Il terzo è un voluminoso manuale "cartaceo" (più di 1.000 pagine), considerato il classico testo di riferimento per i viaggi verso destinazioni ad alto rischio: Robert Young Pelton, The World Most Dangerous Places, 5° Ed. (2003).

Mentre le prime due guide sono di taglio istituzionale, quest'ultimo è un testo scritto con uno stile molto (*molto*) più informale, con informazioni anche piuttosto eterogenee, e con un taglio che alcuni cooperatori potrebbero trovare troppo "estremo" nel suo penchant a favore di un certo modo di intendere il rischio. In altre parole, è un testo molto diffuso tra avventurieri, operatori militari, "contractors" di sicurezza, inviati di guerra. Ciò nonostante, fornisce utilissimi consigli pratici, indicazioni importanti sugli scenari geopolitici di molti dei paesi frequentemente oggetto di missioni di cooperazione, ed utili informazioni contestuali.
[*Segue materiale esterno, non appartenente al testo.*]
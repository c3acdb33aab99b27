//! Composite nodes with stable identity
//!
//! Provides [`Composite`], [`Field`], [`NodeRef`] and [`NodeId`].

use crate::value::Value;
use indexmap::IndexMap;
use parking_lot::{RwLock, RwLockReadGuard, RwLockWriteGuard};
use std::fmt::{self, Debug, Display, Formatter};
use std::sync::{Arc, Weak};

/// Identity of a composite node
///
/// Derived from the node's allocation; stable for as long as any handle to
/// the node is alive.
#[derive(Debug, Clone, Copy, PartialEq, Eq, PartialOrd, Ord, Hash)]
pub struct NodeId(usize);

impl Display for NodeId {
    fn fmt(&self, f: &mut Formatter<'_>) -> fmt::Result {
        write!(f, "#{:x}", self.0)
    }
}

/// One named slot of a composite node
#[derive(Debug, Clone, Default)]
pub struct Field {
    /// Stored value
    pub value: Value,

    /// Excluded from serialization; codecs never see it
    pub transient: bool,
}

impl Field {
    /// Regular field
    #[inline]
    #[must_use]
    pub fn new(value: impl Into<Value>) -> Self {
        Self {
            value: value.into(),
            transient: false,
        }
    }

    /// Field invisible to codecs
    #[inline]
    #[must_use]
    pub fn transient(value: impl Into<Value>) -> Self {
        Self {
            value: value.into(),
            transient: true,
        }
    }
}

/// Body of a composite node: a shape tag plus ordered named fields
#[derive(Debug, Clone, Default)]
pub struct Composite {
    type_name: String,
    fields: IndexMap<String, Field>,
}

impl Composite {
    /// Empty node of the given shape
    #[must_use]
    pub fn new(type_name: impl Into<String>) -> Self {
        Self {
            type_name: type_name.into(),
            fields: IndexMap::new(),
        }
    }

    /// Empty node with room for `capacity` fields
    #[must_use]
    pub fn with_capacity(type_name: impl Into<String>, capacity: usize) -> Self {
        Self {
            type_name: type_name.into(),
            fields: IndexMap::with_capacity(capacity),
        }
    }

    /// Builder: add a regular field
    #[must_use]
    pub fn with(mut self, name: impl Into<String>, value: impl Into<Value>) -> Self {
        self.fields.insert(name.into(), Field::new(value));
        self
    }

    /// Builder: add a transient field
    #[must_use]
    pub fn with_transient(mut self, name: impl Into<String>, value: impl Into<Value>) -> Self {
        self.fields.insert(name.into(), Field::transient(value));
        self
    }

    /// Shape tag
    #[inline]
    #[must_use]
    pub fn type_name(&self) -> &str {
        &self.type_name
    }

    /// Field by name
    #[inline]
    #[must_use]
    pub fn field(&self, name: &str) -> Option<&Field> {
        self.fields.get(name)
    }

    /// Mutable field by name
    #[inline]
    pub fn field_mut(&mut self, name: &str) -> Option<&mut Field> {
        self.fields.get_mut(name)
    }

    /// Field value by name
    #[inline]
    #[must_use]
    pub fn get(&self, name: &str) -> Option<&Value> {
        self.fields.get(name).map(|f| &f.value)
    }

    /// Set a field value, returning the previous one
    ///
    /// An existing field keeps its transient flag; a new field is regular.
    pub fn set(&mut self, name: impl Into<String>, value: impl Into<Value>) -> Option<Value> {
        let name = name.into();
        match self.fields.get_mut(&name) {
            Some(field) => Some(std::mem::replace(&mut field.value, value.into())),
            None => {
                self.fields.insert(name, Field::new(value));
                None
            }
        }
    }

    /// Insert a field with explicit flags, replacing any existing one
    pub fn insert_field(&mut self, name: impl Into<String>, field: Field) -> Option<Field> {
        self.fields.insert(name.into(), field)
    }

    /// Remove a field, preserving the order of the others
    pub fn remove(&mut self, name: &str) -> Option<Field> {
        self.fields.shift_remove(name)
    }

    /// Drop every field
    #[inline]
    pub fn clear(&mut self) {
        self.fields.clear();
    }

    /// Fields in declaration order
    #[inline]
    pub fn fields(&self) -> impl Iterator<Item = (&String, &Field)> {
        self.fields.iter()
    }

    /// Number of fields
    #[inline]
    #[must_use]
    pub fn len(&self) -> usize {
        self.fields.len()
    }

    /// Check for no fields
    #[inline]
    #[must_use]
    pub fn is_empty(&self) -> bool {
        self.fields.is_empty()
    }
}

/// Shared handle to a composite node
///
/// Cloning the handle shares the node. Nodes referenced from a cycle keep
/// each other alive; call [`NodeRef::detach`] on one of them to release the
/// cycle.
#[derive(Clone)]
pub struct NodeRef(Arc<RwLock<Composite>>);

impl NodeRef {
    /// Allocate a node
    #[must_use]
    pub fn new(composite: Composite) -> Self {
        Self(Arc::new(RwLock::new(composite)))
    }

    /// Identity of the node
    #[inline]
    #[must_use]
    pub fn id(&self) -> NodeId {
        NodeId(Arc::as_ptr(&self.0).cast::<()>() as usize)
    }

    /// Whether both handles point at the same node
    #[inline]
    #[must_use]
    pub fn ptr_eq(&self, other: &Self) -> bool {
        Arc::ptr_eq(&self.0, &other.0)
    }

    /// Shared read access
    #[inline]
    pub fn read(&self) -> RwLockReadGuard<'_, Composite> {
        self.0.read()
    }

    /// Exclusive write access
    #[inline]
    pub fn write(&self) -> RwLockWriteGuard<'_, Composite> {
        self.0.write()
    }

    /// Shallow copy of the node body (child nodes are shared)
    #[must_use]
    pub fn snapshot(&self) -> Composite {
        self.0.read().clone()
    }

    /// Handle copy of a field value
    #[must_use]
    pub fn get(&self, name: &str) -> Option<Value> {
        self.0.read().get(name).cloned()
    }

    /// Set a field value, returning the previous one
    pub fn set(&self, name: impl Into<String>, value: impl Into<Value>) -> Option<Value> {
        self.0.write().set(name, value)
    }

    /// Shape tag of the node
    #[must_use]
    pub fn type_name(&self) -> String {
        self.0.read().type_name().to_string()
    }

    /// Drop all fields, breaking any cycle that runs through this node
    pub fn detach(&self) {
        self.0.write().clear();
    }

    /// Non-owning handle to the node
    #[inline]
    #[must_use]
    pub fn downgrade(&self) -> WeakNodeRef {
        WeakNodeRef(Arc::downgrade(&self.0))
    }
}

/// Handle that does not keep its node alive
#[derive(Clone)]
pub struct WeakNodeRef(Weak<RwLock<Composite>>);

impl WeakNodeRef {
    /// Strong handle, if the node is still alive
    #[inline]
    #[must_use]
    pub fn upgrade(&self) -> Option<NodeRef> {
        self.0.upgrade().map(NodeRef)
    }
}

impl Debug for WeakNodeRef {
    fn fmt(&self, f: &mut Formatter<'_>) -> fmt::Result {
        let state = if self.0.strong_count() > 0 { "live" } else { "dropped" };
        write!(f, "WeakNodeRef({state})")
    }
}

impl Debug for NodeRef {
    // Never descends: nodes may form cycles.
    fn fmt(&self, f: &mut Formatter<'_>) -> fmt::Result {
        match self.0.try_read() {
            Some(body) => write!(f, "NodeRef({} {})", self.id(), body.type_name()),
            None => write!(f, "NodeRef({} <locked>)", self.id()),
        }
    }
}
Soprattutto, partecipate a tutti i briefing operativi e di sicurezza che l'organizzazione dovrebbe predisporre prima della vostra partenza; una volta in loco, seguite attentamente tutte le indicazioni di merito che vi verranno fornite dai responsabili associativi.

In generale: usate la testa.
Siete lì per aiutare a costruire soluzioni, non per diventare a vostra volta parte del problema.